Photo by Ouwesok

How to Get Rid of Cabbage Root Maggots | Quick Guide on Organic Control Methods

Cabbage root maggots, or Delia radicum, are potentially ruinous cool-season pests that enjoy feeding on the roots of plants ranging from cabbages to radishes. They can be hard to spot without digging and harder still to eject from your garden, but there are a number of organic and conventional prevention and treatment techniques that can help you save your crop.

What are cabbage root maggots?

Cabbage root maggots are the larvae of the cabbage root flies, which lay their eggs near the stem and soil around young plants in early spring.

Symptoms of root maggot infestation

Because the maggots themselves feed under the soil, your first sign of infestation usually won’t be a root maggot sighting. Instead, you’ll see wilting leaves that may display a bit of discoloration. Eventually, the entire plant will likely stop growing and die.

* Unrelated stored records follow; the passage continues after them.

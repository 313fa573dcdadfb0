use std::fmt::Display;

use serde::Serialize;
use serde_json::Value;

use super::StdResult;

const REPOSITORIES_DOCUMENT: &str = r#"
query GithubRepositories($repositoriesCount: Int!, $orderBy: RepositoryOrderField!, $orderDirection: OrderDirection!) {
  viewer {
    repositories(first: $repositoriesCount, orderBy: {field: $orderBy, direction: $orderDirection}, ownerAffiliations: [OWNER]) {
      nodes {
        id
        name
        description
      }
    }
  }
  rateLimit {
    limit
    cost
    remaining
    resetAt
  }
}
"#;

const REPOSITORY_DETAIL_DOCUMENT: &str = r#"
query GithubRepositoryDetail($name: String!, $pullRequestStates: [PullRequestState!]) {
  viewer {
    repository(name: $name) {
      id
      name
      description
      url
      pullRequests(last: 10, states: $pullRequestStates) {
        totalCount
        nodes {
          id
          title
          url
          author {
            login
          }
        }
      }
      releases(last: 10) {
        totalCount
        nodes {
          id
          name
          url
          publishedAt
        }
      }
    }
  }
  rateLimit {
    limit
    cost
    remaining
    resetAt
  }
}
"#;

const REPOSITORY_COMMITS_DOCUMENT: &str = r#"
query GithubRepositoryCommits($name: String!) {
  viewer {
    repository(name: $name) {
      defaultBranchRef {
        target {
          __typename
          ... on Commit {
            history(first: 50) {
              edges {
                node {
                  abbreviatedOid
                  messageHeadline
                  author {
                    name
                    email
                    date
                  }
                }
              }
            }
          }
        }
      }
    }
  }
  rateLimit {
    limit
    cost
    remaining
    resetAt
  }
}
"#;

/// The field used to order repositories.
#[derive(Debug, Serialize, PartialEq, Eq, Clone, Copy, Hash)]
#[serde(rename_all = "SCREAMING_SNAKE_CASE")]
pub enum RepositoryOrderField {
    CreatedAt,
    UpdatedAt,
    PushedAt,
    Name,
    Stargazers,
}

/// The direction of an ordering.
#[derive(Debug, Serialize, PartialEq, Eq, Clone, Copy, Hash)]
#[serde(rename_all = "SCREAMING_SNAKE_CASE")]
pub enum OrderDirection {
    Asc,
    Desc,
}

/// The state of a pull request.
#[derive(Debug, Serialize, PartialEq, Eq, Clone, Copy, Hash)]
#[serde(rename_all = "SCREAMING_SNAKE_CASE")]
pub enum PullRequestState {
    Open,
    Closed,
    Merged,
}

/// How a query is resolved against the cache and the network.
#[derive(Debug, PartialEq, Eq, Clone, Copy, Hash)]
pub enum FetchPolicy {
    /// Only read the cache, fail on a miss.
    CacheOnly,
    /// Always hit the network, ignore the cache.
    NetworkOnly,
    /// Read the cache, hit the network only on a miss.
    CacheFirst,
    /// Emit the cached value if any, then always hit the network.
    CacheAndNetwork,
}

impl Display for FetchPolicy {
    fn fmt(&self, f: &mut std::fmt::Formatter<'_>) -> std::fmt::Result {
        match self {
            FetchPolicy::CacheOnly => write!(f, "cache-only"),
            FetchPolicy::NetworkOnly => write!(f, "network-only"),
            FetchPolicy::CacheFirst => write!(f, "cache-first"),
            FetchPolicy::CacheAndNetwork => write!(f, "cache-and-network"),
        }
    }
}

/// A GraphQL query descriptor
#[derive(Debug, PartialEq, Eq, Clone, Hash)]
pub enum Query {
    /// The repositories of the authenticated user.
    Repositories(RepositoriesQuery),

    /// The detail of a repository of the authenticated user.
    RepositoryDetail(RepositoryDetailQuery),

    /// The default branch commit history of a repository of the authenticated user.
    RepositoryCommits(RepositoryCommitsQuery),
}

impl Query {
    /// The GraphQL operation name.
    pub fn operation_name(&self) -> &'static str {
        match self {
            Query::Repositories(_) => "GithubRepositories",
            Query::RepositoryDetail(_) => "GithubRepositoryDetail",
            Query::RepositoryCommits(_) => "GithubRepositoryCommits",
        }
    }

    /// The GraphQL document sent to the server.
    pub fn document(&self) -> &'static str {
        match self {
            Query::Repositories(_) => REPOSITORIES_DOCUMENT,
            Query::RepositoryDetail(_) => REPOSITORY_DETAIL_DOCUMENT,
            Query::RepositoryCommits(_) => REPOSITORY_COMMITS_DOCUMENT,
        }
    }

    /// The variables sent along with the document.
    pub fn variables(&self) -> StdResult<Value> {
        let variables = match self {
            Query::Repositories(query) => serde_json::to_value(query)?,
            Query::RepositoryDetail(query) => serde_json::to_value(query)?,
            Query::RepositoryCommits(query) => serde_json::to_value(query)?,
        };

        Ok(variables)
    }
}

impl Display for Query {
    fn fmt(&self, f: &mut std::fmt::Formatter<'_>) -> std::fmt::Result {
        match self {
            Query::Repositories(query) => write!(f, "{}", query),
            Query::RepositoryDetail(query) => write!(f, "{}", query),
            Query::RepositoryCommits(query) => write!(f, "{}", query),
        }
    }
}

impl From<RepositoriesQuery> for Query {
    fn from(query: RepositoriesQuery) -> Self {
        Query::Repositories(query)
    }
}

impl From<RepositoryDetailQuery> for Query {
    fn from(query: RepositoryDetailQuery) -> Self {
        Query::RepositoryDetail(query)
    }
}

impl From<RepositoryCommitsQuery> for Query {
    fn from(query: RepositoryCommitsQuery) -> Self {
        Query::RepositoryCommits(query)
    }
}

/// A query for the repositories of the authenticated user
#[derive(Debug, Serialize, PartialEq, Eq, Clone, Hash)]
#[serde(rename_all = "camelCase")]
pub struct RepositoriesQuery {
    /// The number of repositories to return.
    pub(crate) repositories_count: u16,

    /// The ordering field.
    pub(crate) order_by: RepositoryOrderField,

    /// The ordering direction.
    pub(crate) order_direction: OrderDirection,
}

impl RepositoriesQuery {
    /// Creates a new `RepositoriesQuery`.
    pub fn new(
        repositories_count: u16,
        order_by: RepositoryOrderField,
        order_direction: OrderDirection,
    ) -> Self {
        Self {
            repositories_count,
            order_by,
            order_direction,
        }
    }
}

impl Display for RepositoriesQuery {
    fn fmt(&self, f: &mut std::fmt::Formatter<'_>) -> std::fmt::Result {
        write!(
            f,
            "RepositoriesQuery: repositories_count={}, order_by={:?}, order_direction={:?}",
            self.repositories_count, self.order_by, self.order_direction
        )
    }
}

/// A query for the detail of a repository
#[derive(Debug, Serialize, PartialEq, Eq, Clone, Hash)]
#[serde(rename_all = "camelCase")]
pub struct RepositoryDetailQuery {
    /// The repository name.
    pub(crate) name: String,

    /// The states of the pull requests to return.
    pub(crate) pull_request_states: Vec<PullRequestState>,
}

impl RepositoryDetailQuery {
    /// Creates a new `RepositoryDetailQuery`.
    pub fn new(name: &str, pull_request_states: Vec<PullRequestState>) -> Self {
        Self {
            name: name.to_string(),
            pull_request_states,
        }
    }
}

impl Display for RepositoryDetailQuery {
    fn fmt(&self, f: &mut std::fmt::Formatter<'_>) -> std::fmt::Result {
        write!(
            f,
            "RepositoryDetailQuery: name={}, pull_request_states={:?}",
            self.name, self.pull_request_states
        )
    }
}

/// A query for the default branch commits of a repository
#[derive(Debug, Serialize, PartialEq, Eq, Clone, Hash)]
pub struct RepositoryCommitsQuery {
    /// The repository name.
    pub(crate) name: String,
}

impl RepositoryCommitsQuery {
    /// Creates a new `RepositoryCommitsQuery`.
    pub fn new(name: &str) -> Self {
        Self {
            name: name.to_string(),
        }
    }
}

impl Display for RepositoryCommitsQuery {
    fn fmt(&self, f: &mut std::fmt::Formatter<'_>) -> std::fmt::Result {
        write!(f, "RepositoryCommitsQuery: name={}", self.name)
    }
}

#[cfg(test)]
mod tests {
    use serde_json::json;

    use super::*;

    #[test]
    fn repositories_query_variables() {
        let query = Query::from(RepositoriesQuery::new(
            50,
            RepositoryOrderField::UpdatedAt,
            OrderDirection::Desc,
        ));

        let variables = query.variables().unwrap();

        assert_eq!(
            json!({
                "repositoriesCount": 50,
                "orderBy": "UPDATED_AT",
                "orderDirection": "DESC"
            }),
            variables
        );
        assert!(query.document().contains("query GithubRepositories("));
    }

    #[test]
    fn repository_detail_query_variables() {
        let query = Query::from(RepositoryDetailQuery::new(
            "octokit",
            vec![PullRequestState::Open],
        ));

        let variables = query.variables().unwrap();

        assert_eq!(
            json!({
                "name": "octokit",
                "pullRequestStates": ["OPEN"]
            }),
            variables
        );
        assert_eq!("GithubRepositoryDetail", query.operation_name());
    }

    #[test]
    fn repository_commits_query_variables() {
        let query = Query::from(RepositoryCommitsQuery::new("octokit"));

        let variables = query.variables().unwrap();

        assert_eq!(json!({ "name": "octokit" }), variables);
        assert!(query.document().contains("... on Commit"));
    }

    #[test]
    fn identical_descriptors_are_equal() {
        let query1 = Query::from(RepositoryCommitsQuery::new("octokit"));
        let query2 = Query::from(RepositoryCommitsQuery::new("octokit"));
        let query3 = Query::from(RepositoryCommitsQuery::new("hub"));

        assert_eq!(query1, query2);
        assert_ne!(query1, query3);
    }
}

How to prevent root maggots

While no method is a 100-percent effective means of keeping root maggots (or root flies) at bay, there are a few ways to lower your chances of an uncontrollable infestation.

Plant later in the season

Since cabbage root flies will usually sow their eggs in early spring, one of the easiest ways to prevent initial exposure is by waiting until late spring or early summer to transplant.

Use row covers

Using row covers prevents initial exposure by keeping the root flies from planting their eggs on your young plants. The technique is much less effective when a prior infestation has happened in the same garden bed, as the overwintering maggots can work their way back up from the soil.

row covers

Practice crop rotation

This works as both an initial preventative technique and to prevent re-establishment of root maggots in future seasons. Rotate susceptible crops so that they don’t sit in the same bed more often than every three years.

practice crop rotation

How to control root maggots

If you already have root maggots, all is not lost—although the pesticide-based control methods are admittedly more effective than the organic ones. If you want to try organic first, though, there are a few ways to go about it.

Organic methods

  1. Make your garden a home for maggots’ natural enemies: Many people have natural wasp populations on their land, but parasitic wasps can also be purchased. They are one of maggots’ natural predators.

Nematodes are also an effective maggot control method in many areas and can be purchased for home use.

  1. If your plants will tolerate it, dig up the plants and wash the maggots off of their roots. Retrieve any stray ones you find from the surrounding soil and destroy the maggots, then return your plants to the garden.

Inorganic methods

The sole “conventional”, or inorganic, way to control a cabbage root maggot population is through pesticides. These are more effective than the organic methods by far. Because root maggots live primarily under the soil, most pesticides will need to be spread with a thorough watering to help the pesticides soak in.